Most people strive to do their best and that’s a good thing? It’s human nature to want to succeed at the things you do and our global culture encourages us to strive for our best. But when does striving for achievement become perfectionism?
In simple terms perfectionist tendencies are the combination of wanting to do our very best, while feeling like we never actually do. Almost like striving to attain a standard that cannot be satisfied.
Having high standards is about pursuing excellence, about believing that everything matters even the small stuff, to gain success or achievement. Without this outlook or belief, one could say, everyone and everything would stay mediocre.
However you can see how this is different from perfectionism, which is more focused on not making any mistakes or having flaws.
WHEN PERFECTIONISTS MAKE MISTAKES, IT FEELS LIKE A COMPLETE FAILURE, THEY FIXATE ON THE NEGATIVE, AND LONGER TERM CAN HAVE ANXIETY OR DEPRESSION OVER THEIR PERCEIVED FLAWS.
WHEN PEOPLE WITH HIGH STANDARDS MAKE MISTAKES, THEY CAN FORGIVE THEMSELVES, SEE IT AS BEING HUMAN AND LEARNING, AND ARE NOT DETERRED FROM THEIR PURSUIT.
Sometimes the patterns of tendencies for perfectionists end up causing more harm than good. If the following sounds familiar, then you might have perfectionist tendencies…
Feeling like you will fail no matter what you do
Thoughts of failure and inadequacy are a classic symptoms of perfectionism. Even if it’s something you do all the time, you’re worried that you could mess it up or not get it right.
Critique yourself all the time
This can cause self-esteem issues and feed feelings of inadequacy. This fear can stop you from performing the task altogether.
Being a chronic procrastinator
Fearing the final outcome won’t be good enough. So therefore it seems to be a see saw ride on whether to do it or not…..because what if it doesn’t work out and you’ll feel like a failure.
Controlling in relationships
When you’re always striving for perfection, you may also seek it out in those around you. This may not be a conscious thing, but can show up as criticism or endless comments about the other person and what and how they do things. What they’re wearing, their driving, shopping, cooking……unwanted advice about all matter of things.
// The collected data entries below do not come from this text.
//! SeaORM entities for database tables
//!
//! Money columns hold integer cents.

/// Recordings table
pub mod recording {
    use sea_orm::entity::prelude::*;

    #[derive(Clone, Debug, PartialEq, DeriveEntityModel, Eq)]
    #[sea_orm(table_name = "recordings")]
    pub struct Model {
        #[sea_orm(primary_key)]
        pub id: i32,
        pub title: String,
        pub artist: String,
        pub genre: String,
        pub subgenre: Option<String>,
        pub release_year: i32,
        pub publisher: String,
        pub media_type: String,
        pub image_url: String,
    }

    #[derive(Copy, Clone, Debug, EnumIter, DeriveRelation)]
    pub enum Relation {
        #[sea_orm(has_one = "super::catalog::Entity")]
        Catalog,
        #[sea_orm(has_many = "super::store_inventory::Entity")]
        Inventory,
        #[sea_orm(has_many = "super::order_item::Entity")]
        OrderItems,
    }

    impl Related<super::catalog::Entity> for Entity {
        fn to() -> RelationDef {
            Relation::Catalog.def()
        }
    }

    impl Related<super::store_inventory::Entity> for Entity {
        fn to() -> RelationDef {
            Relation::Inventory.def()
        }
    }

    impl Related<super::order_item::Entity> for Entity {
        fn to() -> RelationDef {
            Relation::OrderItems.def()
        }
    }

    impl ActiveModelBehavior for ActiveModel {}
}

/// Retail price per recording
pub mod catalog {
    use sea_orm::entity::prelude::*;

    #[derive(Clone, Debug, PartialEq, DeriveEntityModel, Eq)]
    #[sea_orm(table_name = "catalog")]
    pub struct Model {
        #[sea_orm(primary_key)]
        pub id: i32,
        #[sea_orm(unique)]
        pub recording_id: i32,
        pub retail_price_cents: i64,
        pub media_type: String,
    }

    #[derive(Copy, Clone, Debug, EnumIter, DeriveRelation)]
    pub enum Relation {
        #[sea_orm(
            belongs_to = "super::recording::Entity",
            from = "Column::RecordingId",
            to = "super::recording::Column::Id",
            on_delete = "Cascade"
        )]
        Recording,
    }

    impl Related<super::recording::Entity> for Entity {
        fn to() -> RelationDef {
            Relation::Recording.def()
        }
    }

    impl ActiveModelBehavior for ActiveModel {}
}

pub mod store {
    use sea_orm::entity::prelude::*;

    #[derive(Clone, Debug, PartialEq, DeriveEntityModel, Eq)]
    #[sea_orm(table_name = "stores")]
    pub struct Model {
        #[sea_orm(primary_key)]
        pub id: i32,
        pub name: String,
        pub address: String,
        pub phone: String,
    }

    #[derive(Copy, Clone, Debug, EnumIter, DeriveRelation)]
    pub enum Relation {
        #[sea_orm(has_many = "super::store_inventory::Entity")]
        Inventory,
        #[sea_orm(has_many = "super::user_order::Entity")]
        Orders,
    }

    impl Related<super::store_inventory::Entity> for Entity {
        fn to() -> RelationDef {
            Relation::Inventory.def()
        }
    }

    impl Related<super::user_order::Entity> for Entity {
        fn to() -> RelationDef {
            Relation::Orders.def()
        }
    }

    impl ActiveModelBehavior for ActiveModel {}
}

/// Per-store stock; unique on (store_id, recording_id)
pub mod store_inventory {
    use sea_orm::entity::prelude::*;

    #[derive(Clone, Debug, PartialEq, DeriveEntityModel, Eq)]
    #[sea_orm(table_name = "store_inventory")]
    pub struct Model {
        #[sea_orm(primary_key)]
        pub id: i32,
        pub store_id: i32,
        pub recording_id: i32,
        pub wholesale_price_cents: i64,
        pub in_stock: i32,
        pub sales_count: i32,
    }

    #[derive(Copy, Clone, Debug, EnumIter, DeriveRelation)]
    pub enum Relation {
        #[sea_orm(
            belongs_to = "super::store::Entity",
            from = "Column::StoreId",
            to = "super::store::Column::Id",
            on_delete = "Cascade"
        )]
        Store,
        #[sea_orm(
            belongs_to = "super::recording::Entity",
            from = "Column::RecordingId",
            to = "super::recording::Column::Id",
            on_delete = "Cascade"
        )]
        Recording,
    }

    impl Related<super::store::Entity> for Entity {
        fn to() -> RelationDef {
            Relation::Store.def()
        }
    }

    impl Related<super::recording::Entity> for Entity {
        fn to() -> RelationDef {
            Relation::Recording.def()
        }
    }

    impl ActiveModelBehavior for ActiveModel {}
}

pub mod user {
    use sea_orm::entity::prelude::*;

    /// Stored account role
    #[derive(Debug, Clone, Copy, PartialEq, Eq, EnumIter, DeriveActiveEnum)]
    #[sea_orm(rs_type = "String", db_type = "String(StringLen::N(16))")]
    pub enum UserRole {
        #[sea_orm(string_value = "user")]
        User,
        #[sea_orm(string_value = "admin")]
        Admin,
    }

    #[derive(Clone, Debug, PartialEq, DeriveEntityModel, Eq)]
    #[sea_orm(table_name = "users")]
    pub struct Model {
        #[sea_orm(primary_key)]
        pub id: i32,
        #[sea_orm(unique)]
        pub username: String,
        #[sea_orm(unique)]
        pub email: String,
        pub password_hash: String,
        pub first_name: String,
        pub last_name: String,
        pub role: UserRole,
    }

    #[derive(Copy, Clone, Debug, EnumIter, DeriveRelation)]
    pub enum Relation {
        #[sea_orm(has_many = "super::user_order::Entity")]
        Orders,
    }

    impl Related<super::user_order::Entity> for Entity {
        fn to() -> RelationDef {
            Relation::Orders.def()
        }
    }

    impl ActiveModelBehavior for ActiveModel {}
}

pub mod user_order {
    use sea_orm::entity::prelude::*;

    #[derive(Debug, Clone, Copy, PartialEq, Eq, EnumIter, DeriveActiveEnum)]
    #[sea_orm(rs_type = "String", db_type = "String(StringLen::N(16))")]
    pub enum OrderStatus {
        #[sea_orm(string_value = "pending")]
        Pending,
        #[sea_orm(string_value = "completed")]
        Completed,
        #[sea_orm(string_value = "cancelled")]
        Cancelled,
    }

    #[derive(Clone, Debug, PartialEq, DeriveEntityModel, Eq)]
    #[sea_orm(table_name = "user_orders")]
    pub struct Model {
        #[sea_orm(primary_key)]
        pub id: i32,
        pub user_id: i32,
        pub store_id: i32,
        pub date: DateTimeUtc,
        pub status: OrderStatus,
        pub total_amount_cents: i64,
    }

    #[derive(Copy, Clone, Debug, EnumIter, DeriveRelation)]
    pub enum Relation {
        #[sea_orm(
            belongs_to = "super::user::Entity",
            from = "Column::UserId",
            to = "super::user::Column::Id",
            on_delete = "Restrict"
        )]
        User,
        #[sea_orm(
            belongs_to = "super::store::Entity",
            from = "Column::StoreId",
            to = "super::store::Column::Id",
            on_delete = "Restrict"
        )]
        Store,
        #[sea_orm(has_many = "super::order_item::Entity")]
        Items,
    }

    impl Related<super::user::Entity> for Entity {
        fn to() -> RelationDef {
            Relation::User.def()
        }
    }

    impl Related<super::store::Entity> for Entity {
        fn to() -> RelationDef {
            Relation::Store.def()
        }
    }

    impl Related<super::order_item::Entity> for Entity {
        fn to() -> RelationDef {
            Relation::Items.def()
        }
    }

    impl ActiveModelBehavior for ActiveModel {}
}

pub mod order_item {
    use sea_orm::entity::prelude::*;

    #[derive(Clone, Debug, PartialEq, DeriveEntityModel, Eq)]
    #[sea_orm(table_name = "order_items")]
    pub struct Model {
        #[sea_orm(primary_key)]
        pub id: i32,
        pub order_id: i32,
        pub recording_id: i32,
        pub quantity: i32,
        pub unit_price_cents: i64,
    }

    #[derive(Copy, Clone, Debug, EnumIter, DeriveRelation)]
    pub enum Relation {
        #[sea_orm(
            belongs_to = "super::user_order::Entity",
            from = "Column::OrderId",
            to = "super::user_order::Column::Id",
            on_delete = "Cascade"
        )]
        Order,
        #[sea_orm(
            belongs_to = "super::recording::Entity",
            from = "Column::RecordingId",
            to = "super::recording::Column::Id",
            on_delete = "Restrict"
        )]
        Recording,
    }

    impl Related<super::user_order::Entity> for Entity {
        fn to() -> RelationDef {
            Relation::Order.def()
        }
    }

    impl Related<super::recording::Entity> for Entity {
        fn to() -> RelationDef {
            Relation::Recording.def()
        }
    }

    impl ActiveModelBehavior for ActiveModel {}
}

/// Curated recording groups
pub mod group {
    use sea_orm::entity::prelude::*;

    #[derive(Clone, Debug, PartialEq, DeriveEntityModel, Eq)]
    #[sea_orm(table_name = "groups")]
    pub struct Model {
        #[sea_orm(primary_key)]
        pub id: i32,
        pub name: String,
        pub description: Option<String>,
    }

    #[derive(Copy, Clone, Debug, EnumIter, DeriveRelation)]
    pub enum Relation {
        #[sea_orm(has_many = "super::group_recording::Entity")]
        Members,
    }

    impl Related<super::group_recording::Entity> for Entity {
        fn to() -> RelationDef {
            Relation::Members.def()
        }
    }

    impl ActiveModelBehavior for ActiveModel {}
}

pub mod group_recording {
    use sea_orm::entity::prelude::*;

    #[derive(Clone, Debug, PartialEq, DeriveEntityModel, Eq)]
    #[sea_orm(table_name = "group_recordings")]
    pub struct Model {
        #[sea_orm(primary_key, auto_increment = false)]
        pub group_id: i32,
        #[sea_orm(primary_key, auto_increment = false)]
        pub recording_id: i32,
    }

    #[derive(Copy, Clone, Debug, EnumIter, DeriveRelation)]
    pub enum Relation {
        #[sea_orm(
            belongs_to = "super::group::Entity",
            from = "Column::GroupId",
            to = "super::group::Column::Id",
            on_delete = "Cascade"
        )]
        Group,
        #[sea_orm(
            belongs_to = "super::recording::Entity",
            from = "Column::RecordingId",
            to = "super::recording::Column::Id",
            on_delete = "Cascade"
        )]
        Recording,
    }

    impl Related<super::group::Entity> for Entity {
        fn to() -> RelationDef {
            Relation::Group.def()
        }
    }

    impl Related<super::recording::Entity> for Entity {
        fn to() -> RelationDef {
            Relation::Recording.def()
        }
    }

    impl ActiveModelBehavior for ActiveModel {}
}
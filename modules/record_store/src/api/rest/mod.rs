//! REST API layer

pub mod dto;
pub mod error;
pub mod extract;
pub mod handlers;
pub mod mapper;
pub mod openapi;
pub mod routes;
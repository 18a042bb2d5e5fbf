//! Domain service - business logic orchestration
//!
//! Checkout lives in `checkout.rs`, reports in `reports.rs` and accounts in
//! `accounts.rs`; this file holds the catalog, store and group operations.

use super::auth::TokenCodec;
use super::events::{EventPublisher, StoreEvent};
use super::repository::{
    GroupRepository, OrderRepository, RecordingRepository, ReportRepository, StoreRepository,
    UserRepository,
};
use super::validation;
use crate::config::Config;
use crate::contract::{
    CatalogListing, Group, InventoryRow, InventoryUpdate, Principal, Recording, RecordingDraft,
    StockPolicy, Store, StoreDetails, StoreDraft, StoreError,
};
use rust_decimal::Decimal;
use std::sync::Arc;

/// Storage handles the service depends on
#[derive(Clone)]
pub struct Repositories {
    pub recordings: Arc<dyn RecordingRepository>,
    pub stores: Arc<dyn StoreRepository>,
    pub users: Arc<dyn UserRepository>,
    pub orders: Arc<dyn OrderRepository>,
    pub reports: Arc<dyn ReportRepository>,
    pub groups: Arc<dyn GroupRepository>,
}

/// Domain service for the record store
pub struct Service {
    pub(super) repos: Repositories,
    pub(super) event_publisher: Arc<dyn EventPublisher>,
    pub(super) tokens: TokenCodec,
    pub(super) stock_policy: StockPolicy,
    pub(super) bestsellers_default_limit: u64,
}

/// Log an infrastructure failure and hide it behind [`StoreError::Internal`]
pub(super) fn internal(error: anyhow::Error) -> StoreError {
    tracing::error!("Storage error: {:?}", error);
    StoreError::Internal
}

impl Service {
    /// Create a new service instance
    pub fn new(
        repos: Repositories,
        event_publisher: Arc<dyn EventPublisher>,
        config: &Config,
    ) -> Self {
        Self {
            repos,
            event_publisher,
            tokens: TokenCodec::new(&config.jwt_secret, config.token_ttl),
            stock_policy: config.stock_policy.into(),
            bestsellers_default_limit: config.bestsellers_default_limit,
        }
    }

    pub(super) async fn publish(&self, event: StoreEvent) {
        if let Err(e) = self.event_publisher.publish(event).await {
            // Log error but don't fail the operation
            tracing::warn!("Failed to publish domain event: {}", e);
        }
    }

    /// Require the administrator role
    pub fn require_admin(principal: &Principal) -> Result<(), StoreError> {
        if principal.is_admin() {
            Ok(())
        } else {
            tracing::warn!(
                user_id = principal.user_id,
                "Administrator action refused for non-admin user"
            );
            Err(StoreError::Forbidden)
        }
    }

    pub(super) async fn require_store(&self, store_id: i32) -> Result<Store, StoreError> {
        self.repos
            .stores
            .find(store_id)
            .await
            .map_err(internal)?
            .ok_or_else(|| StoreError::not_found("store", store_id))
    }

    pub(super) async fn require_recording(&self, recording_id: i32) -> Result<Recording, StoreError> {
        self.repos
            .recordings
            .find(recording_id)
            .await
            .map_err(internal)?
            .ok_or_else(|| StoreError::not_found("recording", recording_id))
    }

    // ===== Recording Operations =====

    pub async fn list_recordings(&self) -> Result<Vec<Recording>, StoreError> {
        self.repos.recordings.list().await.map_err(internal)
    }

    pub async fn get_recording(&self, id: i32) -> Result<Recording, StoreError> {
        self.require_recording(id).await
    }

    pub async fn recordings_by_genre(&self, genre: &str) -> Result<Vec<Recording>, StoreError> {
        self.repos
            .recordings
            .find_by_genre(genre.trim())
            .await
            .map_err(internal)
    }

    pub async fn create_recording(
        &self,
        principal: &Principal,
        draft: RecordingDraft,
        retail_price: Option<Decimal>,
    ) -> Result<Recording, StoreError> {
        Self::require_admin(principal)?;
        validation::validate_recording(&draft)?;
        let retail_price = retail_price.unwrap_or(Decimal::ZERO);
        validation::validate_price("retailPrice", retail_price)?;

        let recording = self
            .repos
            .recordings
            .create(&draft, retail_price)
            .await
            .map_err(internal)?;

        tracing::info!(recording_id = recording.id, title = %recording.title, "Recording created");
        Ok(recording)
    }

    pub async fn update_recording(
        &self,
        principal: &Principal,
        id: i32,
        draft: RecordingDraft,
        retail_price: Option<Decimal>,
    ) -> Result<Recording, StoreError> {
        Self::require_admin(principal)?;
        validation::validate_recording(&draft)?;
        if let Some(price) = retail_price {
            validation::validate_price("retailPrice", price)?;
        }

        self.repos
            .recordings
            .update(id, &draft, retail_price)
            .await
            .map_err(internal)?
            .ok_or_else(|| StoreError::not_found("recording", id))
    }

    pub async fn delete_recording(&self, principal: &Principal, id: i32) -> Result<(), StoreError> {
        Self::require_admin(principal)?;

        if self.repos.recordings.is_ordered(id).await.map_err(internal)? {
            return Err(StoreError::conflict(format!(
                "recording {} appears in orders and cannot be deleted",
                id
            )));
        }

        if !self.repos.recordings.delete(id).await.map_err(internal)? {
            return Err(StoreError::not_found("recording", id));
        }

        tracing::info!(recording_id = id, "Recording deleted");
        Ok(())
    }

    pub async fn list_catalog(&self) -> Result<Vec<CatalogListing>, StoreError> {
        self.repos.recordings.list_catalog().await.map_err(internal)
    }

    // ===== Store Operations =====

    pub async fn list_stores(&self) -> Result<Vec<Store>, StoreError> {
        self.repos.stores.list().await.map_err(internal)
    }

    pub async fn get_store_details(&self, id: i32) -> Result<StoreDetails, StoreError> {
        let store = self.require_store(id).await?;
        let inventory = self.repos.stores.inventory(id).await.map_err(internal)?;
        Ok(StoreDetails { store, inventory })
    }

    pub async fn create_store(
        &self,
        principal: &Principal,
        draft: StoreDraft,
    ) -> Result<Store, StoreError> {
        Self::require_admin(principal)?;
        validation::validate_store(&draft)?;

        let store = self.repos.stores.create(&draft).await.map_err(internal)?;
        tracing::info!(store_id = store.id, name = %store.name, "Store created");
        Ok(store)
    }

    pub async fn update_store(
        &self,
        principal: &Principal,
        id: i32,
        draft: StoreDraft,
    ) -> Result<Store, StoreError> {
        Self::require_admin(principal)?;
        validation::validate_store(&draft)?;

        self.repos
            .stores
            .update(id, &draft)
            .await
            .map_err(internal)?
            .ok_or_else(|| StoreError::not_found("store", id))
    }

    pub async fn delete_store(&self, principal: &Principal, id: i32) -> Result<(), StoreError> {
        Self::require_admin(principal)?;

        if self.repos.stores.has_orders(id).await.map_err(internal)? {
            return Err(StoreError::conflict(format!(
                "store {} has orders and cannot be deleted",
                id
            )));
        }

        if !self.repos.stores.delete(id).await.map_err(internal)? {
            return Err(StoreError::not_found("store", id));
        }

        tracing::info!(store_id = id, "Store deleted");
        Ok(())
    }

    /// Admin restock: set stock and wholesale price for one (store, recording) pair
    pub async fn restock(
        &self,
        principal: &Principal,
        store_id: i32,
        recording_id: i32,
        update: InventoryUpdate,
    ) -> Result<InventoryRow, StoreError> {
        Self::require_admin(principal)?;
        validation::validate_inventory(&update)?;
        self.require_store(store_id).await?;
        self.require_recording(recording_id).await?;

        let row = self
            .repos
            .stores
            .upsert_inventory(store_id, recording_id, &update)
            .await
            .map_err(internal)?;

        tracing::info!(store_id, recording_id, in_stock = row.in_stock, "Inventory restocked");
        self.publish(StoreEvent::restocked(&row, principal.user_id)).await;
        Ok(row)
    }

    // ===== Group Operations =====

    pub async fn list_groups(&self) -> Result<Vec<Group>, StoreError> {
        self.repos.groups.list().await.map_err(internal)
    }

    pub async fn create_group(
        &self,
        principal: &Principal,
        name: &str,
        description: Option<&str>,
    ) -> Result<Group, StoreError> {
        Self::require_admin(principal)?;
        if name.trim().is_empty() {
            return Err(StoreError::validation("name is required"));
        }

        self.repos
            .groups
            .create(name.trim(), description)
            .await
            .map_err(internal)
    }

    pub async fn add_recording_to_group(
        &self,
        principal: &Principal,
        group_id: i32,
        recording_id: i32,
    ) -> Result<(), StoreError> {
        Self::require_admin(principal)?;

        self.repos
            .groups
            .find(group_id)
            .await
            .map_err(internal)?
            .ok_or_else(|| StoreError::not_found("group", group_id))?;
        self.require_recording(recording_id).await?;

        self.repos
            .groups
            .add_recording(group_id, recording_id)
            .await
            .map_err(internal)
    }

    pub async fn group_recordings(&self, group_id: i32) -> Result<Vec<Recording>, StoreError> {
        self.repos
            .groups
            .find(group_id)
            .await
            .map_err(internal)?
            .ok_or_else(|| StoreError::not_found("group", group_id))?;

        self.repos.groups.recordings(group_id).await.map_err(internal)
    }
}
//! Infrastructure adapters

pub mod storage;
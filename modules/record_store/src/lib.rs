//! Record Store Module
//!
//! Catalog of recordings, per-store inventory, transactional checkout,
//! sales reporting and role-gated administration over a REST API.

// Public exports
pub mod contract;
pub use contract::{
    error::StoreError, CartItem, Order, OrderStatus, Principal, Recording, Role, StockPolicy,
    Store,
};

pub mod module;
pub use module::RecordStoreModule;

pub mod config;
pub use config::Config;

// Internal modules (hidden from public API)
#[doc(hidden)]
pub mod api;
#[doc(hidden)]
pub mod domain;
#[doc(hidden)]
pub mod infra;
//! SeaORM repository implementations

use crate::contract::{
    ArtistSales, CatalogListing, Group, InventoryLine, InventoryRow, InventoryUpdate, NewOrder,
    NewUser, Order, OrderStatus, PlacementOutcome, Recording, RecordingDraft, RecordingRevenue,
    RecordingSales, Role, StockLevel, StockPolicy, Store, StoreDraft, User, UserCredentials,
};
use crate::domain::repository::{
    GroupRepository, OrderRepository, RecordingRepository, ReportRepository, StoreRepository,
    UserRepository,
};
use anyhow::Result;
use async_trait::async_trait;
use chrono::{DateTime, Utc};
use rust_decimal::Decimal;
use sea_orm::sea_query::{Expr, Func};
use sea_orm::ActiveValue::{NotSet, Set};
use sea_orm::{
    ActiveModelTrait, ColumnTrait, Condition, ConnectionTrait, DatabaseConnection, EntityTrait,
    FromQueryResult, JoinType, PaginatorTrait, QueryFilter, QueryOrder, QuerySelect,
    RelationTrait, TransactionTrait,
};
use std::collections::HashMap;
use std::sync::Arc;

use super::entity::{
    catalog, group, group_recording, order_item, recording, store, store_inventory, user,
    user_order,
};
use super::mapper::{from_cents, order_from_entities, to_cents};

// ===== Recording Repository =====

pub struct SeaOrmRecordingRepository {
    db: Arc<DatabaseConnection>,
}

impl SeaOrmRecordingRepository {
    pub fn new(db: Arc<DatabaseConnection>) -> Self {
        Self { db }
    }
}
You believe you know what’s best for them, or you feel they can do better. But are you impressing your own perfectionism out on them? This can create problems in a relationship if the partner always feels criticized or controlled.
Over analysing – big stuff, small stuff
Perfectionists tend to overanalyse everything – from what they wear, how they interact with others, what others think of them, their driving, how they eat, their home and how it looks and so on. It’s great to have self-awareness, but overanalysing everything can quickly become overwhelming, especially if you can’t let things go.
Giving ourselves the space to be human is important – making mistakes, not succeeding is what it is to be human, is actually a big part of how we learn.
Setting unrealistic standards
Perfectionists regularly set unrealistic standards for both themselves and often other people. This can be seen in their work life and personal life. They can always find reasons to turn achievement into failure.
Struggle with friendships
Sometimes it’s easier to isolate than inflict perfectionism on others. Often relationships don’t work out because of the impossible standards. It can become incredibly lonely and draining.
If any of the above symptoms seem familiar to you, or someone you know then there is a chance of perfectionism.
If perfectionism is creating major problems in day to life then maybe it’s time to seek help. There are many ways to make changes! A therapist can help recognise how perfectionism is controlling areas of your life and how you can make changes and see things in a different life. Perfect doesn’t have to be the only standard you know.
Remember, perfection isn’t a truly attainable goal!